● **Exercise goal**: Which of the lines below holds the string "FetchAttempt"? Copy every line that does.

● **Records provided**:
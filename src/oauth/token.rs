use chrono::{DateTime, TimeDelta, Utc};
use serde::{Deserialize, Serialize};

/// Lifetime assumed when the provider omits `expires_in`.
pub const DEFAULT_TOKEN_LIFETIME_SECS: i64 = 3600;
/// Shortest lifetime a freshly issued token is ever given.
pub const MIN_TOKEN_LIFETIME_SECS: i64 = 30;
/// Longest lifetime accepted from a provider (ten years).
pub const MAX_TOKEN_LIFETIME_SECS: i64 = 10 * 365 * 24 * 60 * 60;

/// A successful token endpoint response.
#[derive(Clone, PartialEq, Eq)]
pub struct TokenGrant {
    pub access_token: String,
    pub refresh_token: Option<String>,
    pub expires_in: Option<i64>,
}

impl std::fmt::Debug for TokenGrant {
    fn fmt(&self, f: &mut std::fmt::Formatter<'_>) -> std::fmt::Result {
        f.debug_struct("TokenGrant")
            .field("access_token", &"<redacted>")
            .field("has_refresh_token", &self.refresh_token.is_some())
            .field("expires_in", &self.expires_in)
            .finish()
    }
}

impl TokenGrant {
    /// Read a token endpoint JSON body. `expires_in` may be a number or a
    /// numeric string; anything else is treated as absent.
    pub fn from_json(body: &serde_json::Value) -> Result<Self, String> {
        let access_token = body
            .get("access_token")
            .and_then(|v| v.as_str())
            .filter(|s| !s.is_empty())
            .ok_or_else(|| "response did not include an access_token".to_string())?;
        let refresh_token = body
            .get("refresh_token")
            .and_then(|v| v.as_str())
            .filter(|s| !s.is_empty())
            .map(str::to_string);
        let expires_in = body.get("expires_in").and_then(parse_seconds);
        Ok(Self {
            access_token: access_token.to_string(),
            refresh_token,
            expires_in,
        })
    }
}

fn parse_seconds(value: &serde_json::Value) -> Option<i64> {
    let secs = match value {
        serde_json::Value::Number(n) => n.as_i64().or_else(|| n.as_f64().map(|f| f as i64)),
        serde_json::Value::String(s) => {
            let s = s.trim();
            s.parse::<i64>()
                .ok()
                .or_else(|| s.parse::<f64>().ok().filter(|f| f.is_finite()).map(|f| f as i64))
        }
        _ => None,
    }?;
    Some(secs.clamp(0, MAX_TOKEN_LIFETIME_SECS))
}

/// How long an issued token is trusted.
#[derive(Debug, Clone, Copy, PartialEq, Eq)]
pub struct ExpiryPolicy {
    pub buffer_secs: i64,
    pub floor_secs: i64,
    pub default_lifetime_secs: i64,
}

impl Default for ExpiryPolicy {
    fn default() -> Self {
        Self {
            buffer_secs: crate::config::types::DEFAULT_EXPIRY_BUFFER_SECS,
            floor_secs: MIN_TOKEN_LIFETIME_SECS,
            default_lifetime_secs: DEFAULT_TOKEN_LIFETIME_SECS,
        }
    }
}

impl ExpiryPolicy {
    pub fn with_buffer(buffer_secs: i64) -> Self {
        Self {
            buffer_secs,
            ..Self::default()
        }
    }

    /// Seconds a token with the given provider lifetime is served from cache.
    pub fn effective_lifetime(&self, expires_in: Option<i64>) -> i64 {
        let lifetime = expires_in
            .unwrap_or(self.default_lifetime_secs)
            .min(MAX_TOKEN_LIFETIME_SECS);
        lifetime
            .saturating_sub(self.buffer_secs)
            .max(self.floor_secs.max(1))
    }
}

/// The single live access token held by the token cache.
#[derive(Clone, Serialize, Deserialize)]
pub struct CachedToken {
    pub access_token: String,
    pub refresh_token: Option<String>,
    pub expires_at: DateTime<Utc>,
}

impl std::fmt::Debug for CachedToken {
    fn fmt(&self, f: &mut std::fmt::Formatter<'_>) -> std::fmt::Result {
        f.debug_struct("CachedToken")
            .field("access_token", &"<redacted>")
            .field("has_refresh_token", &self.refresh_token.is_some())
            .field("expires_at", &self.expires_at)
            .finish()
    }
}

impl CachedToken {
    pub fn issue(grant: TokenGrant, policy: &ExpiryPolicy, issued_at: DateTime<Utc>) -> Self {
        let lifetime = policy.effective_lifetime(grant.expires_in);
        let floor = policy.floor_secs.clamp(1, MAX_TOKEN_LIFETIME_SECS);
        let expires_at = [lifetime, floor]
            .into_iter()
            .filter_map(TimeDelta::try_seconds)
            .find_map(|delta| issued_at.checked_add_signed(delta))
            .unwrap_or(issued_at);
        Self {
            access_token: grant.access_token,
            refresh_token: grant.refresh_token,
            expires_at,
        }
    }

    /// Valid strictly before `expires_at`.
    pub fn is_valid_at(&self, now: DateTime<Utc>) -> bool {
        now < self.expires_at
    }

    pub fn is_expired(&self) -> bool {
        !self.is_valid_at(Utc::now())
    }
}
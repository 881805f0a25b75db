use serde::{Deserialize, Serialize};
use serde_json::Value;

use crate::error::CrmError;

/// Outcome of one outbound HTTP attempt, kept for the diagnostic trail.
#[derive(Debug, Clone, PartialEq, Serialize, Deserialize)]
#[serde(rename_all = "camelCase")]
pub struct FetchAttempt {
    pub ok: bool,
    /// `None` when no response was received.
    pub status: Option<u16>,
    pub url: String,
    pub base_url: String,
    pub path: String,
    #[serde(default, skip_serializing_if = "Option::is_none")]
    pub payload: Option<Value>,
    #[serde(default, skip_serializing_if = "Option::is_none")]
    pub message: Option<String>,
}

/// Normalized data plus every URL tried to produce it.
#[derive(Debug, Clone, Serialize)]
pub struct Lookup<T> {
    pub data: T,
    pub attempts: Vec<FetchAttempt>,
}

impl<T> Lookup<T> {
    pub fn attempted_urls(&self) -> Vec<&str> {
        self.attempts.iter().map(|a| a.url.as_str()).collect()
    }
}

#[derive(Debug, Clone, PartialEq, Serialize, Deserialize)]
#[serde(rename_all = "camelCase")]
pub struct LocationSummary {
    pub id: String,
    pub name: String,
    #[serde(default, skip_serializing_if = "Option::is_none")]
    pub email: Option<String>,
    #[serde(default, skip_serializing_if = "Option::is_none")]
    pub phone: Option<String>,
    #[serde(default, skip_serializing_if = "Option::is_none")]
    pub city: Option<String>,
    #[serde(default, skip_serializing_if = "Option::is_none")]
    pub state: Option<String>,
    #[serde(default, skip_serializing_if = "Option::is_none")]
    pub country: Option<String>,
}

#[derive(Debug, Clone, PartialEq, Serialize, Deserialize)]
#[serde(rename_all = "camelCase")]
pub struct LocationDetail {
    pub id: String,
    pub name: String,
    pub email: Option<String>,
    pub phone: Option<String>,
    pub website: Option<String>,
    pub timezone: Option<String>,
    pub address: Option<String>,
    pub city: Option<String>,
    pub state: Option<String>,
    pub postal_code: Option<String>,
    pub country: Option<String>,
    /// The provider's record as received.
    pub raw: Value,
}

#[derive(Debug, Clone, PartialEq, Serialize, Deserialize)]
#[serde(rename_all = "camelCase")]
pub struct CustomValue {
    pub id: String,
    pub name: String,
    pub value: String,
    #[serde(default, skip_serializing_if = "Option::is_none")]
    pub field_key: Option<String>,
}

fn text(obj: &Value, keys: &[&str]) -> Option<String> {
    keys.iter().find_map(|k| match obj.get(*k)? {
        Value::String(s) if !s.is_empty() => Some(s.clone()),
        Value::Number(n) => Some(n.to_string()),
        _ => None,
    })
}

/// Pull the first array found under `keys`, or the payload itself if it is
/// an array.
fn records<'a>(payload: &'a Value, keys: &[&str], what: &str) -> Result<&'a [Value], CrmError> {
    if let Value::Array(items) = payload {
        return Ok(items);
    }
    keys.iter()
        .find_map(|k| payload.get(*k).and_then(Value::as_array))
        .map(Vec::as_slice)
        .ok_or_else(|| {
            CrmError::Normalization(format!(
                "expected {what} under one of {keys:?}, got {}",
                kind_of(payload)
            ))
        })
}

fn kind_of(v: &Value) -> &'static str {
    match v {
        Value::Null => "null",
        Value::Bool(_) => "a boolean",
        Value::Number(_) => "a number",
        Value::String(_) => "a string",
        Value::Array(_) => "an array",
        Value::Object(_) => "an object without them",
    }
}

impl LocationSummary {
    pub fn from_json(v: &Value) -> Option<Self> {
        Some(Self {
            id: text(v, &["id", "_id"])?,
            name: text(v, &["name"]).unwrap_or_default(),
            email: text(v, &["email"]),
            phone: text(v, &["phone"]),
            city: text(v, &["city"]),
            state: text(v, &["state"]),
            country: text(v, &["country"]),
        })
    }
}

impl LocationDetail {
    pub fn from_json(v: &Value) -> Option<Self> {
        Some(Self {
            id: text(v, &["id", "_id"])?,
            name: text(v, &["name"]).unwrap_or_default(),
            email: text(v, &["email"]),
            phone: text(v, &["phone"]),
            website: text(v, &["website"]),
            timezone: text(v, &["timezone"]),
            address: text(v, &["address"]),
            city: text(v, &["city"]),
            state: text(v, &["state"]),
            postal_code: text(v, &["postalCode", "postal_code"]),
            country: text(v, &["country"]),
            raw: v.clone(),
        })
    }
}

impl CustomValue {
    pub fn from_json(v: &Value) -> Option<Self> {
        let value = match v.get("value") {
            None | Some(Value::Null) => String::new(),
            Some(Value::String(s)) => s.clone(),
            Some(other) => other.to_string(),
        };
        Some(Self {
            id: text(v, &["id", "_id"])?,
            name: text(v, &["name"]).unwrap_or_default(),
            value,
            field_key: text(v, &["fieldKey", "field_key"]),
        })
    }
}

/// An absent payload (empty or unparseable body) yields no locations.
pub fn normalize_locations(payload: Option<&Value>) -> Result<Vec<LocationSummary>, CrmError> {
    let Some(payload) = payload else {
        return Ok(Vec::new());
    };
    Ok(records(payload, &["locations"], "a location list")?
        .iter()
        .filter_map(LocationSummary::from_json)
        .collect())
}

pub fn normalize_location(payload: Option<&Value>) -> Result<Option<LocationDetail>, CrmError> {
    let Some(payload) = payload else {
        return Ok(None);
    };
    let record = match payload.get("location") {
        Some(inner @ Value::Object(_)) => inner,
        _ => payload,
    };
    if !record.is_object() {
        return Err(CrmError::Normalization(format!(
            "expected a location object, got {}",
            kind_of(record)
        )));
    }
    LocationDetail::from_json(record)
        .map(Some)
        .ok_or_else(|| CrmError::Normalization("location record has no id".to_string()))
}

pub fn normalize_custom_values(payload: Option<&Value>) -> Result<Vec<CustomValue>, CrmError> {
    let Some(payload) = payload else {
        return Ok(Vec::new());
    };
    Ok(records(
        payload,
        &["customValues", "custom_values", "values"],
        "custom values",
    )?
    .iter()
    .filter_map(CustomValue::from_json)
    .collect())
}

● **Task result**:
pub struct FetchAttempt {
    pub attempts: Vec<FetchAttempt>,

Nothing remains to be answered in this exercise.